Return every line below in which "enum" appears.

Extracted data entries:

::::::::::

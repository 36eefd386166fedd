use rusqlite::{params, Connection, Row};
use serde::{Deserialize, Serialize};

pub const META_CURRENT_PHASE: &str = "currentPhase";
pub const META_LAST_PAGE_TOKEN: &str = "lastPageToken";
pub const META_LAST_PAGE_INDEX: &str = "lastPageIndex";

#[derive(Debug, Clone, Copy, PartialEq, Eq, Hash, Serialize, Deserialize)]
#[serde(rename_all = "snake_case")]
pub enum OperationKind {
    FileScan,
    HashCalc,
    DuplicateSearch,
    FolderComparison,
    SingleFolderDup,
    Cleanup,
}

impl OperationKind {
    pub fn as_str(&self) -> &'static str {
        match self {
            OperationKind::FileScan => "file_scan",
            OperationKind::HashCalc => "hash_calc",
            OperationKind::DuplicateSearch => "duplicate_search",
            OperationKind::FolderComparison => "folder_comparison",
            OperationKind::SingleFolderDup => "single_folder_dup",
            OperationKind::Cleanup => "cleanup",
        }
    }
}

impl std::str::FromStr for OperationKind {
    type Err = anyhow::Error;

    fn from_str(s: &str) -> Result<Self, Self::Err> {
        match s {
            "file_scan" => Ok(OperationKind::FileScan),
            "hash_calc" => Ok(OperationKind::HashCalc),
            "duplicate_search" => Ok(OperationKind::DuplicateSearch),
            "folder_comparison" => Ok(OperationKind::FolderComparison),
            "single_folder_dup" => Ok(OperationKind::SingleFolderDup),
            "cleanup" => Ok(OperationKind::Cleanup),
            other => anyhow::bail!("unknown operation type: {}", other),
        }
    }
}

#[derive(Debug, Clone, Copy, PartialEq, Eq, Serialize, Deserialize)]
#[serde(rename_all = "snake_case")]
pub enum ProgressStatus {
    Pending,
    Running,
    Paused,
    Completed,
    Failed,
}

impl ProgressStatus {
    pub fn as_str(&self) -> &'static str {
        match self {
            ProgressStatus::Pending => "pending",
            ProgressStatus::Running => "running",
            ProgressStatus::Paused => "paused",
            ProgressStatus::Completed => "completed",
            ProgressStatus::Failed => "failed",
        }
    }

    pub fn is_terminal(&self) -> bool {
        matches!(self, ProgressStatus::Completed | ProgressStatus::Failed)
    }

    /// Allowed transitions are monotonic: pending → running →
    /// {completed, failed, paused}; paused → running. Empty jobs may
    /// finish straight from pending.
    fn can_transition_to(&self, next: ProgressStatus) -> bool {
        use ProgressStatus::*;
        matches!(
            (self, next),
            (Pending, Running)
                | (Pending, Completed)
                | (Pending, Failed)
                | (Running, Completed)
                | (Running, Failed)
                | (Running, Paused)
                | (Paused, Running)
                | (Paused, Failed)
        )
    }
}

impl std::str::FromStr for ProgressStatus {
    type Err = anyhow::Error;

    fn from_str(s: &str) -> Result<Self, Self::Err> {
        match s {
            "pending" => Ok(ProgressStatus::Pending),
            "running" => Ok(ProgressStatus::Running),
            "paused" => Ok(ProgressStatus::Paused),
            "completed" => Ok(ProgressStatus::Completed),
            "failed" => Ok(ProgressStatus::Failed),
            other => anyhow::bail!("unknown progress status: {}", other),
        }
    }
}

#[derive(Debug, Clone, Serialize, Deserialize)]
#[serde(rename_all = "camelCase")]
pub struct Progress {
    pub id: i64,
    pub operation_type: OperationKind,
    pub status: ProgressStatus,
    pub total_items: i64,
    pub processed_items: i64,
    pub current_step: String,
    pub error: Option<String>,
    pub metadata: serde_json::Map<String, serde_json::Value>,
    pub started_at: String,
    pub updated_at: String,
}

fn row_to_progress(row: &Row) -> rusqlite::Result<Progress> {
    let kind: String = row.get("operation_type")?;
    let status: String = row.get("status")?;
    let metadata: String = row.get("metadata")?;
    Ok(Progress {
        id: row.get("id")?,
        operation_type: kind.parse().map_err(|_| rusqlite::Error::InvalidQuery)?,
        status: status.parse().map_err(|_| rusqlite::Error::InvalidQuery)?,
        total_items: row.get("total_items")?,
        processed_items: row.get("processed_items")?,
        current_step: row.get("current_step")?,
        error: row.get("error")?,
        metadata: serde_json::from_str(&metadata).unwrap_or_default(),
        started_at: row.get("started_at")?,
        updated_at: row.get("updated_at")?,
    })
}

pub fn create(conn: &Connection, kind: OperationKind, total: i64) -> anyhow::Result<Progress> {
    conn.execute(
        "INSERT INTO progress (operation_type, total_items) VALUES (?1, ?2)",
        params![kind.as_str(), total],
    )?;
    let id = conn.last_insert_rowid();
    find_by_id(conn, id)?.ok_or_else(|| anyhow::anyhow!("Failed to retrieve created progress"))
}

pub fn find_by_id(conn: &Connection, id: i64) -> anyhow::Result<Option<Progress>> {
    let mut stmt = conn.prepare("SELECT * FROM progress WHERE id = ?")?;
    let mut rows = stmt.query_map(params![id], |row| row_to_progress(row))?;
    Ok(rows.next().and_then(|r| r.ok()))
}

/// Bump counters and the step label. Processed is clamped to the total
/// when a total is known.
pub fn update_counts(
    conn: &Connection,
    id: i64,
    processed: i64,
    step: &str,
) -> anyhow::Result<()> {
    conn.execute(
        "UPDATE progress
         SET processed_items = CASE WHEN total_items > 0 THEN MIN(?2, total_items) ELSE ?2 END,
             current_step = ?3,
             updated_at = datetime('now')
         WHERE id = ?1",
        params![id, processed.max(0), step],
    )?;
    Ok(())
}

pub fn set_total(conn: &Connection, id: i64, total: i64) -> anyhow::Result<()> {
    conn.execute(
        "UPDATE progress SET total_items = ?2, updated_at = datetime('now') WHERE id = ?1",
        params![id, total],
    )?;
    Ok(())
}

pub fn set_status(conn: &Connection, id: i64, next: ProgressStatus) -> anyhow::Result<Progress> {
    let current =
        find_by_id(conn, id)?.ok_or_else(|| anyhow::anyhow!("Progress {} not found", id))?;
    if current.status == next {
        return Ok(current);
    }
    if !current.status.can_transition_to(next) {
        anyhow::bail!(
            "Invalid progress transition {} -> {} for id {}",
            current.status.as_str(),
            next.as_str(),
            id
        );
    }
    conn.execute(
        "UPDATE progress SET status = ?2, updated_at = datetime('now') WHERE id = ?1",
        params![id, next.as_str()],
    )?;
    find_by_id(conn, id)?.ok_or_else(|| anyhow::anyhow!("Progress {} not found", id))
}

pub fn complete(conn: &Connection, id: i64) -> anyhow::Result<Progress> {
    let p = set_status(conn, id, ProgressStatus::Completed)?;
    if p.total_items > 0 {
        conn.execute(
            "UPDATE progress SET processed_items = total_items, updated_at = datetime('now') WHERE id = ?",
            params![id],
        )?;
    }
    find_by_id(conn, id)?.ok_or_else(|| anyhow::anyhow!("Progress {} not found", id))
}

pub fn fail(conn: &Connection, id: i64, error: &str) -> anyhow::Result<Progress> {
    let p = set_status(conn, id, ProgressStatus::Failed)?;
    conn.execute(
        "UPDATE progress SET error = ?2, updated_at = datetime('now') WHERE id = ?1",
        params![id, error],
    )?;
    Ok(Progress {
        error: Some(error.to_string()),
        ..p
    })
}

pub fn set_metadata_key(conn: &Connection, id: i64, key: &str, value: &str) -> anyhow::Result<()> {
    let p = find_by_id(conn, id)?.ok_or_else(|| anyhow::anyhow!("Progress {} not found", id))?;
    let mut metadata = p.metadata;
    metadata.insert(key.to_string(), serde_json::Value::String(value.to_string()));
    conn.execute(
        "UPDATE progress SET metadata = ?2, updated_at = datetime('now') WHERE id = ?1",
        params![id, serde_json::to_string(&metadata)?],
    )?;
    Ok(())
}

pub fn get_metadata_key(conn: &Connection, id: i64, key: &str) -> anyhow::Result<Option<String>> {
    let p = find_by_id(conn, id)?.ok_or_else(|| anyhow::anyhow!("Progress {} not found", id))?;
    Ok(p.metadata
        .get(key)
        .and_then(|v| v.as_str())
        .map(|s| s.to_string()))
}

pub fn find_active(conn: &Connection) -> anyhow::Result<Vec<Progress>> {
    let mut stmt = conn.prepare(
        "SELECT * FROM progress WHERE status IN ('pending','running') ORDER BY started_at DESC",
    )?;
    let rows = stmt.query_map([], |row| row_to_progress(row))?;
    Ok(rows.filter_map(|r| r.ok()).collect())
}

pub fn find_latest_by_kind(
    conn: &Connection,
    kind: OperationKind,
) -> anyhow::Result<Option<Progress>> {
    let mut stmt = conn.prepare(
        "SELECT * FROM progress WHERE operation_type = ? ORDER BY id DESC LIMIT 1",
    )?;
    let mut rows = stmt.query_map(params![kind.as_str()], |row| row_to_progress(row))?;
    Ok(rows.next().and_then(|r| r.ok()))
}

pub fn find_by_kind(conn: &Connection, kind: OperationKind) -> anyhow::Result<Vec<Progress>> {
    let mut stmt =
        conn.prepare("SELECT * FROM progress WHERE operation_type = ? ORDER BY id DESC")?;
    let rows = stmt.query_map(params![kind.as_str()], |row| row_to_progress(row))?;
    Ok(rows.filter_map(|r| r.ok()).collect())
}

/// Running jobs older than the given number of minutes.
pub fn find_long_running(conn: &Connection, minutes: i64) -> anyhow::Result<Vec<Progress>> {
    let cutoff = format!("-{} minutes", minutes);
    let mut stmt = conn.prepare(
        "SELECT * FROM progress WHERE status = 'running' AND started_at < datetime('now', ?)",
    )?;
    let rows = stmt.query_map(params![cutoff], |row| row_to_progress(row))?;
    Ok(rows.filter_map(|r| r.ok()).collect())
}

/// Active jobs that have not written an update for the given number of
/// minutes; candidates for operator attention.
pub fn find_stuck(conn: &Connection, minutes: i64) -> anyhow::Result<Vec<Progress>> {
    let cutoff = format!("-{} minutes", minutes);
    let mut stmt = conn.prepare(
        "SELECT * FROM progress WHERE status IN ('pending','running') AND updated_at < datetime('now', ?)",
    )?;
    let rows = stmt.query_map(params![cutoff], |row| row_to_progress(row))?;
    Ok(rows.filter_map(|r| r.ok()).collect())
}

pub fn delete_failed(conn: &Connection) -> anyhow::Result<usize> {
    let changes = conn.execute("DELETE FROM progress WHERE status = 'failed'", [])?;
    Ok(changes)
}

#[cfg(test)]
mod tests {
    use super::*;
    use crate::db::migrate::test_pool;

    #[test]
    fn test_lifecycle_pending_running_completed() -> anyhow::Result<()> {
        let pool = test_pool();
        let conn = pool.get()?;

        let p = create(&conn, OperationKind::FileScan, 100)?;
        assert_eq!(p.status, ProgressStatus::Pending);

        set_status(&conn, p.id, ProgressStatus::Running)?;
        update_counts(&conn, p.id, 42, "page 3")?;
        let done = complete(&conn, p.id)?;
        assert_eq!(done.status, ProgressStatus::Completed);
        assert_eq!(done.processed_items, done.total_items);
        Ok(())
    }

    #[test]
    fn test_terminal_states_are_final() -> anyhow::Result<()> {
        let pool = test_pool();
        let conn = pool.get()?;

        let p = create(&conn, OperationKind::Cleanup, 10)?;
        set_status(&conn, p.id, ProgressStatus::Running)?;
        fail(&conn, p.id, "provider unreachable")?;

        assert!(set_status(&conn, p.id, ProgressStatus::Running).is_err());
        let stored = find_by_id(&conn, p.id)?.unwrap();
        assert_eq!(stored.status, ProgressStatus::Failed);
        assert_eq!(stored.error.as_deref(), Some("provider unreachable"));
        Ok(())
    }

    #[test]
    fn test_paused_can_resume() -> anyhow::Result<()> {
        let pool = test_pool();
        let conn = pool.get()?;

        let p = create(&conn, OperationKind::FolderComparison, 0)?;
        set_status(&conn, p.id, ProgressStatus::Running)?;
        set_status(&conn, p.id, ProgressStatus::Paused)?;
        let resumed = set_status(&conn, p.id, ProgressStatus::Running)?;
        assert_eq!(resumed.status, ProgressStatus::Running);
        Ok(())
    }

    #[test]
    fn test_processed_clamped_to_total() -> anyhow::Result<()> {
        let pool = test_pool();
        let conn = pool.get()?;

        let p = create(&conn, OperationKind::HashCalc, 10)?;
        update_counts(&conn, p.id, 500, "overshoot")?;
        let stored = find_by_id(&conn, p.id)?.unwrap();
        assert_eq!(stored.processed_items, 10);
        Ok(())
    }

    #[test]
    fn test_metadata_bag_roundtrip() -> anyhow::Result<()> {
        let pool = test_pool();
        let conn = pool.get()?;

        let p = create(&conn, OperationKind::FileScan, 0)?;
        set_metadata_key(&conn, p.id, META_LAST_PAGE_TOKEN, "tok-6")?;
        set_metadata_key(&conn, p.id, META_LAST_PAGE_INDEX, "6")?;

        assert_eq!(
            get_metadata_key(&conn, p.id, META_LAST_PAGE_TOKEN)?.as_deref(),
            Some("tok-6")
        );
        assert_eq!(
            get_metadata_key(&conn, p.id, META_LAST_PAGE_INDEX)?.as_deref(),
            Some("6")
        );
        assert_eq!(get_metadata_key(&conn, p.id, "missing")?, None);
        Ok(())
    }
}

::::::::::

[RESULT OF THE EXERCISE]:
pub enum OperationKind {
pub enum ProgressStatus {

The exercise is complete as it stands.